Single crystal diffraction pattern data coupled with a rough idea of both the size and expected crystal structure from diffractopas can all come together to help you determine the crystal structure to an extent. However, Rietveld refinement is only used when there is a clear picture of the crystal structure and you want to obtain a more precise lattice parameters, angles, atomic positions  and so on  although it is not as easy as it sounds especially when there is an overlap of diffraction maximums, but been able to obtain the lattice constant, space group and performing some indexing using the Miller Index formula is a sure way to get an accurate crystal structure with accurate lattice parameters can be placed in the database of the International union of crystallography. Remember, the size of your crystal is a major determinant of obtaining good results because you would need to orient your crystals to obtain the right patterns and also check for higher order rotations.

Hope this helps.

Yes, I agree with Mr. Bakare that XRD diffractogram gives a rough idea about the particle size and the structure of the material. Therefore, you need Rietveld refinement, to get exact crystal structure and lattice parameters of the material.To perform Rietveld refinement, you can use the full_proof software.I hope this will help you.

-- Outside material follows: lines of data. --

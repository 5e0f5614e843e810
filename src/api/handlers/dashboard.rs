use axum::{extract::State, Json};

use crate::{
    api::state::AppState,
    domain::ExpiringMember,
    error::Result,
    service::DashboardSummary,
};

pub async fn dashboard(State(state): State<AppState>) -> Result<Json<DashboardSummary>> {
    let summary = state.service_context.member_service.dashboard().await?;
    Ok(Json(summary))
}

/// Active members whose plan ends soon, soonest first.
pub async fn reminders(State(state): State<AppState>) -> Result<Json<Vec<ExpiringMember>>> {
    let members = state.service_context.member_service.expiring_soon().await?;
    Ok(Json(members))
}
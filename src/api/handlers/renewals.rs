use axum::{
    extract::{Path, Query, State},
    Json,
};
use serde::Deserialize;

use crate::{
    api::state::AppState,
    domain::{RenewalOutcome, RenewalPreview, RenewalRequest},
    error::{AppError, Result},
};

#[derive(Debug, Deserialize)]
pub struct PreviewParams {
    #[serde(default)]
    plan_type: Option<String>,
}

/// Prefilled renewal values. Picking another plan via `?plan_type=`
/// recomputes the end date.
pub async fn preview(
    State(state): State<AppState>,
    Path(member_id): Path<i64>,
    Query(params): Query<PreviewParams>,
) -> Result<Json<RenewalPreview>> {
    let preview = state.service_context.renewal_service
        .preview(member_id, params.plan_type.as_deref())
        .await?
        .ok_or_else(|| AppError::NotFound("Member not found".to_string()))?;

    Ok(Json(preview))
}

pub async fn renew(
    State(state): State<AppState>,
    Path(member_id): Path<i64>,
    Json(request): Json<RenewalRequest>,
) -> Result<Json<RenewalOutcome>> {
    let outcome = state.service_context.renewal_service
        .renew(member_id, request)
        .await?;

    Ok(Json(outcome))
}
use std::sync::Arc;

use crate::{
    domain::{
        normalize_notes,
        plan::{self, parse_iso_date},
        validation::validate_payment_amount,
        NewPayment, Payment, RecordPaymentRequest,
    },
    error::{AppError, Result},
    repository::{MemberRepository, PaymentRepository},
};

pub struct PaymentService {
    repo: Arc<dyn PaymentRepository>,
    members: Arc<dyn MemberRepository>,
}

impl PaymentService {
    pub fn new(repo: Arc<dyn PaymentRepository>, members: Arc<dyn MemberRepository>) -> Self {
        Self { repo, members }
    }

    pub async fn record_payment(&self, member_id: i64, request: RecordPaymentRequest) -> Result<Payment> {
        let mut errors = validate_payment_amount(request.amount);

        let date = match request.date.as_deref().map(str::trim).filter(|d| !d.is_empty()) {
            Some(value) => match parse_iso_date(value) {
                Ok(date) => Some(date),
                Err(_) => {
                    errors.push("Payment date must be a valid ISO date (YYYY-MM-DD).".to_string());
                    None
                }
            },
            None => Some(plan::today()),
        };

        if !errors.is_empty() {
            return Err(AppError::Validation(errors));
        }

        if self.members.find_by_id(member_id).await?.is_none() {
            return Err(AppError::NotFound("Member not found".to_string()));
        }

        let payment = self.repo
            .create(NewPayment {
                member_id,
                amount: request.amount,
                date: date.unwrap_or_else(plan::today),
                method: request.method,
                notes: normalize_notes(request.notes),
            })
            .await?;

        tracing::info!(
            "Recorded {} payment of {:.2} for member {}",
            payment.method.as_str(),
            payment.amount,
            member_id
        );
        Ok(payment)
    }

    /// Newest first.
    pub async fn list_for_member(&self, member_id: i64) -> Result<Vec<Payment>> {
        self.repo.find_by_member(member_id).await
    }
}
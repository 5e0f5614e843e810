use std::sync::Arc;
use tracing_subscriber::{layer::SubscriberExt, util::SubscriberInitExt};

use gymkeeper::{
    api,
    config::Settings,
    db::Database,
    service::ServiceContext,
};

#[tokio::main]
async fn main() -> anyhow::Result<()> {
    dotenvy::dotenv().ok();

    // Initialize tracing
    tracing_subscriber::registry()
        .with(
            tracing_subscriber::EnvFilter::try_from_default_env()
                .unwrap_or_else(|_| "gymkeeper=debug,tower_http=debug".into()),
        )
        .with(tracing_subscriber::fmt::layer())
        .init();

    // Load configuration
    let settings = Settings::new().unwrap_or_else(|e| {
        tracing::warn!("Failed to load config: {}. Using defaults.", e);
        Settings::default()
    });

    tracing::info!("Starting Gymkeeper server on {}:{}", settings.server.host, settings.server.port);

    // Initialize database
    let db = Database::connect(&settings.database.url, settings.database.max_connections).await?;
    db.init_schema().await?;

    let service_context = Arc::new(ServiceContext::new(db, &settings));

    service_context.auth_service
        .bootstrap(
            &settings.auth.default_admin_username,
            &settings.auth.default_admin_password,
        )
        .await?;

    let expired = service_context.auth_service.cleanup_expired_sessions().await?;
    if expired > 0 {
        tracing::debug!("Removed {} expired session(s)", expired);
    }

    let app = api::create_app(service_context, Arc::new(settings.clone()));

    let listener = tokio::net::TcpListener::bind(
        format!("{}:{}", settings.server.host, settings.server.port)
    ).await?;

    tracing::info!("Server listening on http://{}:{}", settings.server.host, settings.server.port);

    axum::serve(listener, app).await?;

    Ok(())
}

I guess you simply did not correctly formulate your question. Using two reflections you get access on two numbers, the position of the reflection (assuming the peak only describes a single reflection and no overlay). The peak width you can use as well as the intensity, however there are several factors which affect these properties. Concluding: we have two single numbers! This in maximum enables a determination of two lattice parameters, if the peaks are not formed by the same lattice plane since then you can only derive the lattice parameter, if the phase is cubic. For the crystal structure you at least need so many reflections as the structure is described by independent atomic ccordinates, i.e. it is mathematically impossible like the equation: x+3=y. It has infinite solutions. Even for the determination of the lattice parameter it is not recommended to use a single reflex because of experimental errors. The equation changes to (2+delta)+3=y. Delta might be small but it directly influences the resulting value of y. in order to reduce delta one uses as many as possible peaks and the upper mentioned refinement which is a "simple" least-square algorithm with the intention to vary the lattice parameter until the final deviation between experimental and theoretical curve is minimal. This has certain limitations and requires a very careful tuning, e.g. the small deviation can be caused by the background but also by an entire peak. This means, you have to prove carefully whether the refinement makes sense. A small R value is a nice indication but need some check.

Coming back to your question: I assume that you are interested whether two peaks are sufficienct to discriminate between two or more modifications of ZnO. Well, as long as you are sure that there is no other phase, and you select one or two peaks which are very phase-specific then you can do this. It is not the most convincing procedure but acceptable if you can exclude any other interpretation of these reflections. For phase identification (!), i.e. one even did not say it is chemically ZnO, in former days even only three reflections have been used. If you look in older XRD labs you possibly still find the Hanawalt (three strongest peaks) or Fink index (eight strongest peaks) which have been used to identify phases. It is clear that if you reduce the candidates to only a very few one this identification works much better. However, it assumes that nothing else exists and that you know all phases, i.e. practically the crystal structure (although in case of powder diffraction data you do not need this really since for many phases the powder diffraction data are known but no crystal structure data are available). For ZnO practically both exist. 

But I want come back to the beginning: Your question is practically incorrectly formulated. You are not looking for the crystal structure data since then I have to say, the assumption to do this with two peaks is redicules! But you do not need the crystal structure. You can do it with the lattice parameters and the resulting reflection positions. The difference between crystal structure and crystal lattice is essential and you should try to understand this reading a book about fundamentals in crystallography. In other words, you nether need single crystal techniques nor Rietveld refinement for this procedure. Both methods deliver something you were actually not asking for. It is comparable to the question: How I can come from point A to point B? One recommends you to build a subway, the other one tells you you need to build a highway. I simply recommend you to walk. It is easier since you know how to do this, and it is even faster since you do not need to build anything.

http://www.icdd.com/profile/history/Vol.1.1.1986ManualSearch.pdf

DId you get these two peaks by using copper K-alpha radiation for the X-ray powder diffraction experiment. This information is also needed when you want to identify if the ZnO belongs to the hexagonal modification or to the cubic (zinc blende) form.

Of course one has to be careful in the phase identification because a large number of papers are being written on zinc oxide materials where the characterization is less than satisfactory.  A recent comment in the March 2017 issue of Indian j Chem (section A) for one such ZnO material can be useful.